- [Work required] Extract the complete listing and repeat it word for word.

- [Data to process]
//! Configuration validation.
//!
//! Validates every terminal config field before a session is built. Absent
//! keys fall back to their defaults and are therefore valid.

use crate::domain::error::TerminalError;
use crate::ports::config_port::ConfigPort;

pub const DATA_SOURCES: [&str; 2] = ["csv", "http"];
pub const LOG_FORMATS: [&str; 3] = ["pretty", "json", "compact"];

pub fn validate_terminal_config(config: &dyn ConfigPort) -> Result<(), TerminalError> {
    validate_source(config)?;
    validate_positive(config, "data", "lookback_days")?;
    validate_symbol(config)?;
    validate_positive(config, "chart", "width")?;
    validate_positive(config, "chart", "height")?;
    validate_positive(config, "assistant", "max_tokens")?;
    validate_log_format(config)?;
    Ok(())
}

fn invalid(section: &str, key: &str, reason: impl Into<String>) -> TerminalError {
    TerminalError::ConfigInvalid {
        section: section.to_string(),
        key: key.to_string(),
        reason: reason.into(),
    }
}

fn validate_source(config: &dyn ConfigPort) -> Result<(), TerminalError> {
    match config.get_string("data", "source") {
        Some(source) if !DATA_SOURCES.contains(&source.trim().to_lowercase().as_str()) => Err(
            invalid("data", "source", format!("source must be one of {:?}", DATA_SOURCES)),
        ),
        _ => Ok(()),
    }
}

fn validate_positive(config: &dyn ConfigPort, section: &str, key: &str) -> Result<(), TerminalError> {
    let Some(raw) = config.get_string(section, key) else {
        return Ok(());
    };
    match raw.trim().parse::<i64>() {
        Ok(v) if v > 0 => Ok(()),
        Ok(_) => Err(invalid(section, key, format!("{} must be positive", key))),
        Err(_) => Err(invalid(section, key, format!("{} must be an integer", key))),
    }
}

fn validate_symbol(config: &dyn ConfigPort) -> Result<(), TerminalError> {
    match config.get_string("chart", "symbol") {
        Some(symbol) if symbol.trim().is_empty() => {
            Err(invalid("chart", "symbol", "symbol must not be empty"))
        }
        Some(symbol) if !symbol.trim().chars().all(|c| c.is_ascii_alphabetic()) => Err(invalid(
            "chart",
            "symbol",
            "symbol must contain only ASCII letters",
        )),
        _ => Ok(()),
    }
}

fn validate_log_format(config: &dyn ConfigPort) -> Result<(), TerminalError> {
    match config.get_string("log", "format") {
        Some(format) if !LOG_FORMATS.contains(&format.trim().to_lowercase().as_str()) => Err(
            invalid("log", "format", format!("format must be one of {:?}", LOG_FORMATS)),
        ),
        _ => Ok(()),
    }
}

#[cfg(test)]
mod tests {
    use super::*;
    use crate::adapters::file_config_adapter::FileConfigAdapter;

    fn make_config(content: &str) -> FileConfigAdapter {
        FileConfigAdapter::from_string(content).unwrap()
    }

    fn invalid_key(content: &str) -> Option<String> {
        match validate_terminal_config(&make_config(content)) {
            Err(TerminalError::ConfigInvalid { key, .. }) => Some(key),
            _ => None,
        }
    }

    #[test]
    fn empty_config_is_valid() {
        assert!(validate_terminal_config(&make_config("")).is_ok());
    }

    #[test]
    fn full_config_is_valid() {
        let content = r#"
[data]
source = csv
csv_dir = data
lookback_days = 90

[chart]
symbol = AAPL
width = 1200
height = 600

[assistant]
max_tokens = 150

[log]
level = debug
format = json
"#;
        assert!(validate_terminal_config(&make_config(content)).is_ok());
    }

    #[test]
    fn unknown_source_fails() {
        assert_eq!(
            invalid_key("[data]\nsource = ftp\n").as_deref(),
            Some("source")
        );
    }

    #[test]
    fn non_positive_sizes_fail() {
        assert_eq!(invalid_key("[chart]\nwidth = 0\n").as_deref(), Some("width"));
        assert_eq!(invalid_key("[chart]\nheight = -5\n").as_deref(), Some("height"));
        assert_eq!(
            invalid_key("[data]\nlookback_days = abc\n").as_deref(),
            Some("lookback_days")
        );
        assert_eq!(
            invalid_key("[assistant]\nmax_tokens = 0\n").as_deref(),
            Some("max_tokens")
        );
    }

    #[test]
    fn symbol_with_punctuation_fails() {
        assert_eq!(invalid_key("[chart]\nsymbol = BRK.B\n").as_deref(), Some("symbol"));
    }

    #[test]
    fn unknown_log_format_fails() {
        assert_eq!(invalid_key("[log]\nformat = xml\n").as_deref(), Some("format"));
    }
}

- [Solved problem]
//! Configuration validation.
//!
//! Validates every terminal config field before a session is built. Absent
//! keys fall back to their defaults and are therefore valid.

use crate::domain::error::TerminalError;
use crate::ports::config_port::ConfigPort;

pub const DATA_SOURCES: [&str; 2] = ["csv", "http"];
pub const LOG_FORMATS: [&str; 3] = ["pretty", "json", "compact"];

pub fn validate_terminal_config(config: &dyn ConfigPort) -> Result<(), TerminalError> {
    validate_source(config)?;
    validate_positive(config, "data", "lookback_days")?;
    validate_symbol(config)?;
    validate_positive(config, "chart", "width")?;
    validate_positive(config, "chart", "height")?;
    validate_positive(config, "assistant", "max_tokens")?;
    validate_log_format(config)?;
    Ok(())
}

fn invalid(section: &str, key: &str, reason: impl Into<String>) -> TerminalError {
    TerminalError::ConfigInvalid {
        section: section.to_string(),
        key: key.to_string(),
        reason: reason.into(),
    }
}

fn validate_source(config: &dyn ConfigPort) -> Result<(), TerminalError> {
    match config.get_string("data", "source") {
        Some(source) if !DATA_SOURCES.contains(&source.trim().to_lowercase().as_str()) => Err(
            invalid("data", "source", format!("source must be one of {:?}", DATA_SOURCES)),
        ),
        _ => Ok(()),
    }
}

fn validate_positive(config: &dyn ConfigPort, section: &str, key: &str) -> Result<(), TerminalError> {
    let Some(raw) = config.get_string(section, key) else {
        return Ok(());
    };
    match raw.trim().parse::<i64>() {
        Ok(v) if v > 0 => Ok(()),
        Ok(_) => Err(invalid(section, key, format!("{} must be positive", key))),
        Err(_) => Err(invalid(section, key, format!("{} must be an integer", key))),
    }
}

fn validate_symbol(config: &dyn ConfigPort) -> Result<(), TerminalError> {
    match config.get_string("chart", "symbol") {
        Some(symbol) if symbol.trim().is_empty() => {
            Err(invalid("chart", "symbol", "symbol must not be empty"))
        }
        Some(symbol) if !symbol.trim().chars().all(|c| c.is_ascii_alphabetic()) => Err(invalid(
            "chart",
            "symbol",
            "symbol must contain only ASCII letters",
        )),
        _ => Ok(()),
    }
}

fn validate_log_format(config: &dyn ConfigPort) -> Result<(), TerminalError> {
    match config.get_string("log", "format") {
        Some(format) if !LOG_FORMATS.contains(&format.trim().to_lowercase().as_str()) => Err(
            invalid("log", "format", format!("format must be one of {:?}", LOG_FORMATS)),
        ),
        _ => Ok(()),
    }
}

#[cfg(test)]
mod tests {
    use super::*;
    use crate::adapters::file_config_adapter::FileConfigAdapter;

    fn make_config(content: &str) -> FileConfigAdapter {
        FileConfigAdapter::from_string(content).unwrap()
    }

    fn invalid_key(content: &str) -> Option<String> {
        match validate_terminal_config(&make_config(content)) {
            Err(TerminalError::ConfigInvalid { key, .. }) => Some(key),
            _ => None,
        }
    }

    #[test]
    fn empty_config_is_valid() {
        assert!(validate_terminal_config(&make_config("")).is_ok());
    }

    #[test]
    fn full_config_is_valid() {
        let content = r#"
[data]
source = csv
csv_dir = data
lookback_days = 90

[chart]
symbol = AAPL
width = 1200
height = 600

[assistant]
max_tokens = 150

[log]
level = debug
format = json
"#;
        assert!(validate_terminal_config(&make_config(content)).is_ok());
    }

    #[test]
    fn unknown_source_fails() {
        assert_eq!(
            invalid_key("[data]\nsource = ftp\n").as_deref(),
            Some("source")
        );
    }

    #[test]
    fn non_positive_sizes_fail() {
        assert_eq!(invalid_key("[chart]\nwidth = 0\n").as_deref(), Some("width"));
        assert_eq!(invalid_key("[chart]\nheight = -5\n").as_deref(), Some("height"));
        assert_eq!(
            invalid_key("[data]\nlookback_days = abc\n").as_deref(),
            Some("lookback_days")
        );
        assert_eq!(
            invalid_key("[assistant]\nmax_tokens = 0\n").as_deref(),
            Some("max_tokens")
        );
    }

    #[test]
    fn symbol_with_punctuation_fails() {
        assert_eq!(invalid_key("[chart]\nsymbol = BRK.B\n").as_deref(), Some("symbol"));
    }

    #[test]
    fn unknown_log_format_fails() {
        assert_eq!(invalid_key("[log]\nformat = xml\n").as_deref(), Some("format"));
    }
}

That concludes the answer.